(Records from a data collection)
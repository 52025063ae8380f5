//=====================================================
// File: config.rs
//=====================================================
// Author: ZobieLabs
// License: Duality Public License (DPL v1.0)
// Goal: Settings consumed once when a load service starts
// Objective: Defaults, TOML files and environment overrides for the load
//            path, locking mode, suffix tables and diagnostics
//=====================================================

use std::env;
use std::fs;
use std::io;
use std::path::{Path, PathBuf};

use serde::{Deserialize, Serialize};

use crate::errors::ConfigError;
use crate::suffix::SuffixRules;

pub const GLOBAL_REQUIRE_LOCK_VAR: &str = "SOLVRA_GLOBAL_REQUIRE_LOCK";
pub const VERBOSE_VAR: &str = "SOLVRA_VERBOSE";
pub const DEBUG_LOAD_SERVICE_VAR: &str = "SOLVRA_DEBUG_LOAD_SERVICE";
pub const DEBUG_LOAD_TIMING_VAR: &str = "SOLVRA_DEBUG_LOAD_TIMING";

/// Load service configuration. Every field has a default, so partial TOML
/// files are fine.
#[derive(Debug, Clone, PartialEq, Eq, Deserialize, Serialize)]
#[serde(default)]
pub struct LoadServiceConfig {
    /// Appended after `init`'s directories and the library variable.
    pub load_paths: Vec<String>,
    /// Appended last, whether or not they exist.
    pub site_dirs: Vec<String>,
    /// Environment variable holding extra path-separated load path entries.
    pub lib_env_var: String,
    pub global_require_lock: bool,
    /// Warn about circular requires.
    pub verbose: bool,
    pub debug_search: bool,
    pub debug_timing: bool,
    pub precompiled_units: bool,
    pub source_suffix: String,
    pub extension_suffixes: Vec<String>,
    pub extension_markers: Vec<String>,
    pub disabled_native_suffixes: Vec<String>,
    /// Directory for `~/` names. Falls back to the user's home directory.
    pub home: Option<PathBuf>,
    /// Directory for `./` names and relative entries. Falls back to the
    /// process working directory.
    pub current_dir: Option<PathBuf>,
}

impl Default for LoadServiceConfig {
    fn default() -> Self {
        Self {
            load_paths: Vec::new(),
            site_dirs: Vec::new(),
            lib_env_var: "SOLVRA_LIB".to_string(),
            global_require_lock: false,
            verbose: false,
            debug_search: false,
            debug_timing: false,
            precompiled_units: false,
            source_suffix: ".rb".to_string(),
            extension_suffixes: vec![".jar".to_string()],
            extension_markers: [".so", ".o", ".dll", ".bundle", ".jar"]
                .into_iter()
                .map(String::from)
                .collect(),
            disabled_native_suffixes: [".so", ".dll", ".bundle"]
                .into_iter()
                .map(String::from)
                .collect(),
            home: None,
            current_dir: None,
        }
    }
}

impl LoadServiceConfig {
    pub fn from_toml_str(data: &str, path: &Path) -> Result<Self, ConfigError> {
        toml::from_str(data).map_err(|source| ConfigError::Parse {
            path: path.to_path_buf(),
            source,
        })
    }

    pub fn load_file(path: &Path) -> Result<Self, ConfigError> {
        let data = fs::read_to_string(path).map_err(|source| ConfigError::Io {
            path: path.to_path_buf(),
            source,
        })?;
        Self::from_toml_str(&data, path)
    }

    /// Overlay the `SOLVRA_*` switches read through `lookup`.
    pub fn apply_env<F>(&mut self, lookup: F)
    where
        F: Fn(&str) -> Option<String>,
    {
        let flag = |name: &str| lookup(name).map(|value| is_truthy(&value));
        if let Some(on) = flag(GLOBAL_REQUIRE_LOCK_VAR) {
            self.global_require_lock = on;
        }
        if let Some(on) = flag(VERBOSE_VAR) {
            self.verbose = on;
        }
        if let Some(on) = flag(DEBUG_LOAD_SERVICE_VAR) {
            self.debug_search = on;
        }
        if let Some(on) = flag(DEBUG_LOAD_TIMING_VAR) {
            self.debug_timing = on;
        }
    }

    /// Defaults overlaid with the process environment.
    pub fn from_env() -> Self {
        let mut config = Self::default();
        config.apply_env(|name| env::var(name).ok());
        config
    }

    /// Entries of the library variable, in order.
    pub fn lib_env_entries<F>(&self, lookup: F) -> Vec<String>
    where
        F: Fn(&str) -> Option<String>,
    {
        let Some(value) = lookup(&self.lib_env_var) else {
            return Vec::new();
        };
        env::split_paths(&value)
            .map(|entry| entry.display().to_string())
            .filter(|entry| !entry.is_empty())
            .collect()
    }

    pub fn rules(&self) -> SuffixRules {
        let rules = SuffixRules::new(
            &self.source_suffix,
            self.extension_suffixes.iter().cloned(),
            self.extension_markers.iter().cloned(),
        )
        .with_disabled_native(self.disabled_native_suffixes.iter().cloned());
        if self.precompiled_units {
            rules.with_precompiled()
        } else {
            rules
        }
    }

    pub fn home_dir(&self) -> Option<PathBuf> {
        self.home.clone().or_else(dirs::home_dir)
    }

    pub fn working_dir(&self) -> io::Result<PathBuf> {
        match &self.current_dir {
            Some(dir) => Ok(dir.clone()),
            None => env::current_dir(),
        }
    }
}

fn is_truthy(value: &str) -> bool {
    matches!(
        value.trim().to_ascii_lowercase().as_str(),
        "1" | "true" | "yes" | "on"
    )
}


//=====================================================
// End of file
//=====================================================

AIM OF THE EXERCISE: What is needed here is an exact reproduction of all the entries.

ANSWER SECTION:
repository 52025063ae8380f5
//=====================================================
// File: config.rs
//=====================================================
// Author: ZobieLabs
// License: Duality Public License (DPL v1.0)
// Goal: Settings consumed once when a load service starts
// Objective: Defaults, TOML files and environment overrides for the load
//            path, locking mode, suffix tables and diagnostics
//=====================================================

use std::env;
use std::fs;
use std::io;
use std::path::{Path, PathBuf};

use serde::{Deserialize, Serialize};

use crate::errors::ConfigError;
use crate::suffix::SuffixRules;

pub const GLOBAL_REQUIRE_LOCK_VAR: &str = "SOLVRA_GLOBAL_REQUIRE_LOCK";
pub const VERBOSE_VAR: &str = "SOLVRA_VERBOSE";
pub const DEBUG_LOAD_SERVICE_VAR: &str = "SOLVRA_DEBUG_LOAD_SERVICE";
pub const DEBUG_LOAD_TIMING_VAR: &str = "SOLVRA_DEBUG_LOAD_TIMING";

/// Load service configuration. Every field has a default, so partial TOML
/// files are fine.
#[derive(Debug, Clone, PartialEq, Eq, Deserialize, Serialize)]
#[serde(default)]
pub struct LoadServiceConfig {
    /// Appended after `init`'s directories and the library variable.
    pub load_paths: Vec<String>,
    /// Appended last, whether or not they exist.
    pub site_dirs: Vec<String>,
    /// Environment variable holding extra path-separated load path entries.
    pub lib_env_var: String,
    pub global_require_lock: bool,
    /// Warn about circular requires.
    pub verbose: bool,
    pub debug_search: bool,
    pub debug_timing: bool,
    pub precompiled_units: bool,
    pub source_suffix: String,
    pub extension_suffixes: Vec<String>,
    pub extension_markers: Vec<String>,
    pub disabled_native_suffixes: Vec<String>,
    /// Directory for `~/` names. Falls back to the user's home directory.
    pub home: Option<PathBuf>,
    /// Directory for `./` names and relative entries. Falls back to the
    /// process working directory.
    pub current_dir: Option<PathBuf>,
}

impl Default for LoadServiceConfig {
    fn default() -> Self {
        Self {
            load_paths: Vec::new(),
            site_dirs: Vec::new(),
            lib_env_var: "SOLVRA_LIB".to_string(),
            global_require_lock: false,
            verbose: false,
            debug_search: false,
            debug_timing: false,
            precompiled_units: false,
            source_suffix: ".rb".to_string(),
            extension_suffixes: vec![".jar".to_string()],
            extension_markers: [".so", ".o", ".dll", ".bundle", ".jar"]
                .into_iter()
                .map(String::from)
                .collect(),
            disabled_native_suffixes: [".so", ".dll", ".bundle"]
                .into_iter()
                .map(String::from)
                .collect(),
            home: None,
            current_dir: None,
        }
    }
}

impl LoadServiceConfig {
    pub fn from_toml_str(data: &str, path: &Path) -> Result<Self, ConfigError> {
        toml::from_str(data).map_err(|source| ConfigError::Parse {
            path: path.to_path_buf(),
            source,
        })
    }

    pub fn load_file(path: &Path) -> Result<Self, ConfigError> {
        let data = fs::read_to_string(path).map_err(|source| ConfigError::Io {
            path: path.to_path_buf(),
            source,
        })?;
        Self::from_toml_str(&data, path)
    }

    /// Overlay the `SOLVRA_*` switches read through `lookup`.
    pub fn apply_env<F>(&mut self, lookup: F)
    where
        F: Fn(&str) -> Option<String>,
    {
        let flag = |name: &str| lookup(name).map(|value| is_truthy(&value));
        if let Some(on) = flag(GLOBAL_REQUIRE_LOCK_VAR) {
            self.global_require_lock = on;
        }
        if let Some(on) = flag(VERBOSE_VAR) {
            self.verbose = on;
        }
        if let Some(on) = flag(DEBUG_LOAD_SERVICE_VAR) {
            self.debug_search = on;
        }
        if let Some(on) = flag(DEBUG_LOAD_TIMING_VAR) {
            self.debug_timing = on;
        }
    }

    /// Defaults overlaid with the process environment.
    pub fn from_env() -> Self {
        let mut config = Self::default();
        config.apply_env(|name| env::var(name).ok());
        config
    }

    /// Entries of the library variable, in order.
    pub fn lib_env_entries<F>(&self, lookup: F) -> Vec<String>
    where
        F: Fn(&str) -> Option<String>,
    {
        let Some(value) = lookup(&self.lib_env_var) else {
            return Vec::new();
        };
        env::split_paths(&value)
            .map(|entry| entry.display().to_string())
            .filter(|entry| !entry.is_empty())
            .collect()
    }

    pub fn rules(&self) -> SuffixRules {
        let rules = SuffixRules::new(
            &self.source_suffix,
            self.extension_suffixes.iter().cloned(),
            self.extension_markers.iter().cloned(),
        )
        .with_disabled_native(self.disabled_native_suffixes.iter().cloned());
        if self.precompiled_units {
            rules.with_precompiled()
        } else {
            rules
        }
    }

    pub fn home_dir(&self) -> Option<PathBuf> {
        self.home.clone().or_else(dirs::home_dir)
    }

    pub fn working_dir(&self) -> io::Result<PathBuf> {
        match &self.current_dir {
            Some(dir) => Ok(dir.clone()),
            None => env::current_dir(),
        }
    }
}

fn is_truthy(value: &str) -> bool {
    matches!(
        value.trim().to_ascii_lowercase().as_str(),
        "1" | "true" | "yes" | "on"
    )
}


//=====================================================
// End of file
//=====================================================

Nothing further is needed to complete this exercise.